Dane McCarrick

Dane McCarrick


Dane completed his undergraduate degree in Psychology with Sports Science (BSc Hons) at Northumbria University in 2017 and later graduated with a Masters in Research Psychology (MRes) in 2018. Danes research background falls under the framework of personality psychology and is a current Graduate Member of the British Psychological Society within the Division of Health Psychology. His dissertation examined the impact of personality characteristics on officiating excellence in elite, semi-elite and grassroot association football (soccer) referees, while his MRes thesis explored the associations between physical height and behavioural measures of dominance, also in elite football referees. As part of the MRes, Dane undertook a research internship within the Perception, Evolution and Behaviour Lab where he was involved in studies examining the make-up of human attraction and how these map onto body-size ideals and perceptions of beauty.

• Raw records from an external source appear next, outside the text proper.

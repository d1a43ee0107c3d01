//! Passage types exchanged between retrieval collaborators and the orchestrator.

use serde::{Deserialize, Serialize};

/// Where a passage came from.
#[derive(Debug, Clone, Copy, Serialize, Deserialize, PartialEq, Eq)]
#[serde(rename_all = "lowercase")]
pub enum PassageOrigin {
    /// Local vector index.
    Local,
    /// Web search provider.
    Web,
}

/// Raw hit returned by a vector index.
#[derive(Debug, Clone, Serialize, Deserialize, PartialEq)]
pub struct ScoredChunk {
    /// Chunk text.
    pub text: String,
    /// Document or node identifier within the index.
    pub source_id: String,
    /// Similarity score, comparable within one search call.
    pub score: f32,
}

/// Search result returned by a web provider.
#[derive(Debug, Clone, Serialize, Deserialize, PartialEq)]
pub struct WebSearchResult {
    /// Result title.
    pub title: String,
    /// Result URL.
    pub url: String,
    /// Result snippet.
    pub snippet: String,
}

/// Strongly typed passage used for filtering and prompt composition.
#[derive(Debug, Clone, Serialize, Deserialize, PartialEq)]
pub struct RetrievedPassage {
    /// Passage text placed into the prompt.
    pub text: String,
    /// Identifier of the originating document or URL.
    pub source_id: String,
    /// Similarity score for local passages; web passages carry none.
    #[serde(default, skip_serializing_if = "Option::is_none")]
    pub similarity_score: Option<f32>,
    /// Passage origin.
    pub origin: PassageOrigin,
}

impl RetrievedPassage {
    /// Build a local passage with a similarity score.
    pub fn local(text: impl Into<String>, source_id: impl Into<String>, score: f32) -> Self {
        Self {
            text: text.into(),
            source_id: source_id.into(),
            similarity_score: Some(score),
            origin: PassageOrigin::Local,
        }
    }

    /// Build a web passage; web passages are never scored.
    pub fn web(text: impl Into<String>, source_id: impl Into<String>) -> Self {
        Self {
            text: text.into(),
            source_id: source_id.into(),
            similarity_score: None,
            origin: PassageOrigin::Web,
        }
    }

    /// Whether the passage came from web search.
    pub fn is_web(&self) -> bool {
        self.origin == PassageOrigin::Web
    }
}

impl From<ScoredChunk> for RetrievedPassage {
    fn from(chunk: ScoredChunk) -> Self {
        RetrievedPassage::local(chunk.text, chunk.source_id, chunk.score)
    }
}

impl From<WebSearchResult> for RetrievedPassage {
    fn from(result: WebSearchResult) -> Self {
        let title = result.title.trim();
        let snippet = result.snippet.trim();
        let text = if title.is_empty() {
            snippet.to_string()
        } else if snippet.is_empty() {
            title.to_string()
        } else {
            format!("{title}\n{snippet}")
        };
        RetrievedPassage::web(text, result.url)
    }
}
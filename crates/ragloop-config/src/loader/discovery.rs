//! Locating config layers on disk.

use super::{
    ConfigLayerSource, DEFAULT_CONFIG_DIR, DEFAULT_CONFIG_FILE, LayeredConfigOptions,
    SYSTEM_CONFIG_PATH,
};
use crate::ConfigError;
use directories::UserDirs;
use log::debug;
use std::io::ErrorKind;
use std::path::{Path, PathBuf};

/// Layer files to try, lowest precedence first. Runtime overrides are not included.
pub(super) fn candidate_layers(
    options: &LayeredConfigOptions,
) -> Result<Vec<(ConfigLayerSource, PathBuf)>, ConfigError> {
    let cwd = resolve_cwd(&options.cwd)?;
    let project_root = project_root(&cwd, &options.project_root_markers);

    let mut candidates: Vec<(ConfigLayerSource, PathBuf)> = [
        (ConfigLayerSource::System, options.system_config_path.clone()),
        (ConfigLayerSource::User, options.user_config_path.clone()),
    ]
    .into_iter()
    .filter_map(|(source, path)| path.map(|path| (source, path)))
    .collect();
    if let Some(root) = &project_root {
        candidates.push((ConfigLayerSource::Project, root.join(DEFAULT_CONFIG_FILE)));
    }
    candidates.push((ConfigLayerSource::Cwd, cwd.join(DEFAULT_CONFIG_FILE)));
    if let Some(root) = &project_root {
        candidates.push((
            ConfigLayerSource::Repo,
            root.join(DEFAULT_CONFIG_DIR).join(DEFAULT_CONFIG_FILE),
        ));
    }
    Ok(candidates)
}

/// Canonical form of the working directory. A directory that does not exist is used as given.
fn resolve_cwd(cwd: &Path) -> Result<PathBuf, ConfigError> {
    match cwd.canonicalize() {
        Ok(resolved) => Ok(resolved),
        Err(err) if err.kind() == ErrorKind::NotFound => Ok(cwd.to_path_buf()),
        Err(source) => Err(ConfigError::Io {
            path: cwd.to_path_buf(),
            source,
        }),
    }
}

/// Nearest ancestor of `cwd` holding one of `markers`.
fn project_root(cwd: &Path, markers: &[String]) -> Option<PathBuf> {
    let Some(root) = cwd
        .ancestors()
        .find(|dir| markers.iter().any(|marker| dir.join(marker).exists()))
    else {
        debug!("no project root above {}", cwd.display());
        return None;
    };
    debug!("resolved project root (path={})", root.display());
    Some(root.to_path_buf())
}

/// Identity of a layer file, independent of how its path was spelled.
pub(super) fn layer_identity(path: &Path) -> PathBuf {
    path.canonicalize().unwrap_or_else(|_| path.to_path_buf())
}

pub(super) fn default_system_path() -> Option<PathBuf> {
    Some(PathBuf::from(SYSTEM_CONFIG_PATH))
}

/// `~/.ragloop/ragloop.json5`, when a home directory is known.
pub(super) fn default_user_path() -> Option<PathBuf> {
    let dirs = UserDirs::new()?;
    Some(
        dirs.home_dir()
            .join(DEFAULT_CONFIG_DIR)
            .join(DEFAULT_CONFIG_FILE),
    )
}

Dane also worked at the mental health charity 'MIND' as an 'empowerment worker' which served as a springboard for his current PhD candidature (funded by the ESRC White Rose Doctoral Training Partnership). Resultantly, Danes current research explores the ways in which stress behaviours impact upon our physical wellbeing and behavioural health outcomes, while also accounting for individual differences, expressed through personality. Though, principally, the PhD aims to develop an intervention to reduce the well-established consequences of persistent overthinking and chronic worry, also known as perseverative cognition. Dane currently works within the Laboratory for Stress and Health Research (STARlab) and is a member of the Health and Social Psychology Research Group, while also engaging in teaching on a number of undergraduate modules within the School of Psychology. 

Research interests

Danes research interests span across health, evolutionary and personality psychology with a specific focus on: 

  • Health behaviours underpinning Perseverative Cognition.
  • The impact of personality characteristics on worry and/or rumination.  
  • Psychological support strategies for 'high stress' occupational groups, notably association football referees.

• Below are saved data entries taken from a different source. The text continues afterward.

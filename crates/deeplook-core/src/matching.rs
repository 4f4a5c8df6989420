//! Pairwise face verification between a source set and a target set.

use serde::{Deserialize, Serialize};
use thiserror::Error;

use crate::linalg::LinalgError;
use crate::types::Face;

#[derive(Error, Debug, Clone, PartialEq)]
pub enum MatchError {
    #[error("no faces found in the source image")]
    NoSourceFaces,
    #[error("threshold must be finite and non-negative, got {0}")]
    InvalidThreshold(f64),
    #[error("distance between source {source_index} and target {target_index}: {error}")]
    Distance {
        source_index: usize,
        target_index: usize,
        #[source]
        error: LinalgError,
    },
}

/// A source/target pair whose encodings lie within `threshold`.
#[derive(Debug, Clone, PartialEq, Serialize, Deserialize)]
pub struct Match {
    pub source_face: Face,
    pub target_face: Face,
    pub distance: f64,
    pub threshold: f64,
}

/// Every `(source, target)` pair with `distance ≤ threshold`, source-major.
///
/// An empty target list is not an error; it simply yields no matches.
pub fn verify(source: &[Face], target: &[Face], threshold: f64) -> Result<Vec<Match>, MatchError> {
    if !threshold.is_finite() || threshold < 0.0 {
        return Err(MatchError::InvalidThreshold(threshold));
    }
    if source.is_empty() {
        return Err(MatchError::NoSourceFaces);
    }

    let mut matches = Vec::new();
    for (si, s) in source.iter().enumerate() {
        for (ti, t) in target.iter().enumerate() {
            let distance = s.distance(t).map_err(|error| MatchError::Distance {
                source_index: si,
                target_index: ti,
                error,
            })?;
            if distance <= threshold {
                matches.push(Match {
                    source_face: s.clone(),
                    target_face: t.clone(),
                    distance,
                    threshold,
                });
            }
        }
    }
    tracing::debug!(
        source = source.len(),
        target = target.len(),
        matches = matches.len(),
        "verified faces"
    );
    Ok(matches)
}

/// Split into `(matching, rest)`, keeping relative order on both sides.
pub fn stable_partition<T>(items: Vec<T>, pred: impl Fn(&T) -> bool) -> (Vec<T>, Vec<T>) {
    items.into_iter().partition(|item| pred(item))
}

/// Split faces into `(source, target)` by their role identifier.
pub fn partition_by_role(faces: Vec<Face>) -> (Vec<Face>, Vec<Face>) {
    stable_partition(faces, Face::is_source)
}

#[cfg(test)]
mod tests {
    use super::*;
    use crate::types::{FaceObservation, SOURCE_IDENTIFIER, TARGET_IDENTIFIER};

    fn face(id: &str, encoding: &[f64]) -> Face {
        Face::new(id, FaceObservation::default()).with_encoding(encoding.to_vec())
    }

    #[test]
    fn test_verify_finds_pairs_within_threshold() {
        let source = vec![face("lhs", &[1.0, 0.0])];
        let target = vec![
            face("rhs", &[0.0, 1.0]),
            face("rhs", &[0.96, 0.28]),
            face("rhs", &[1.0, 0.0]),
        ];
        let matches = verify(&source, &target, 0.6).unwrap();
        assert_eq!(matches.len(), 2);
        assert_eq!(matches[0].target_face.encoding, vec![0.96, 0.28]);
        assert_eq!(matches[1].distance, 0.0);
        for m in &matches {
            assert!(m.distance <= m.threshold);
            assert_eq!(m.distance, m.source_face.distance(&m.target_face).unwrap());
        }
    }

    #[test]
    fn test_verify_source_major_order() {
        let source = vec![face("lhs", &[1.0, 0.0]), face("lhs", &[0.0, 1.0])];
        let target = vec![face("t0", &[0.0, 1.0]), face("t1", &[1.0, 0.0])];
        let matches = verify(&source, &target, 2.0).unwrap();
        let order: Vec<(f64, &str)> = matches
            .iter()
            .map(|m| (m.source_face.encoding[0], m.target_face.local_identifier.as_str()))
            .collect();
        assert_eq!(order, vec![(1.0, "t0"), (1.0, "t1"), (0.0, "t0"), (0.0, "t1")]);
    }

    #[test]
    fn test_verify_is_deterministic() {
        let source = vec![face("lhs", &[0.6, 0.8]), face("lhs", &[0.8, 0.6])];
        let target = vec![face("rhs", &[0.7, 0.71]), face("rhs", &[1.0, 0.0])];
        assert_eq!(verify(&source, &target, 0.5), verify(&source, &target, 0.5));
    }

    #[test]
    fn test_verify_preconditions() {
        let target = vec![face("rhs", &[1.0])];
        assert_eq!(verify(&[], &target, 0.5), Err(MatchError::NoSourceFaces));
        let source = vec![face("lhs", &[1.0])];
        assert!(matches!(verify(&source, &target, f64::NAN), Err(MatchError::InvalidThreshold(_))));
        assert!(matches!(verify(&source, &target, -1.0), Err(MatchError::InvalidThreshold(_))));
        assert_eq!(verify(&source, &[], 0.5), Ok(vec![]));
    }

    #[test]
    fn test_verify_dimension_mismatch() {
        let source = vec![face("lhs", &[1.0, 0.0])];
        let target = vec![face("rhs", &[1.0])];
        assert_eq!(
            verify(&source, &target, 1.0),
            Err(MatchError::Distance {
                source_index: 0,
                target_index: 0,
                error: LinalgError::DimensionMismatch { left: 2, right: 1 },
            })
        );
    }

    #[test]
    fn test_stable_partition_preserves_order() {
        let (even, odd) = stable_partition(vec![5, 2, 8, 1, 4, 7], |n| n % 2 == 0);
        assert_eq!(even, vec![2, 8, 4]);
        assert_eq!(odd, vec![5, 1, 7]);
    }

    #[test]
    fn test_partition_by_role() {
        let faces = vec![
            face(TARGET_IDENTIFIER, &[1.0]),
            face(SOURCE_IDENTIFIER, &[2.0]),
            face(TARGET_IDENTIFIER, &[3.0]),
            face(SOURCE_IDENTIFIER, &[4.0]),
        ];
        let (source, target) = partition_by_role(faces);
        assert_eq!(source.iter().map(|f| f.encoding[0]).collect::<Vec<_>>(), vec![2.0, 4.0]);
        assert_eq!(target.iter().map(|f| f.encoding[0]).collect::<Vec<_>>(), vec![1.0, 3.0]);
    }
}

McCarrick, D., Wolfson, S., & Neave, N. (in press). Personality characteristics of UK Association Football referees. Journal of Sport Behaviour. 

McCarrick, D., Brewer, G., Lyons, M., Pollet, TV., & Neave, N. Referee height influences decision making in British football leagues. Submitted to Nature Human Behavior.

Saxton, T.K., McCarty, K., Caizley, J., McCarrick, D., & Pollet, T.V. Hungry people prefer larger bodies and objects: The importance of testing boundary effects. Submitted to Evolution and Human Behaviour.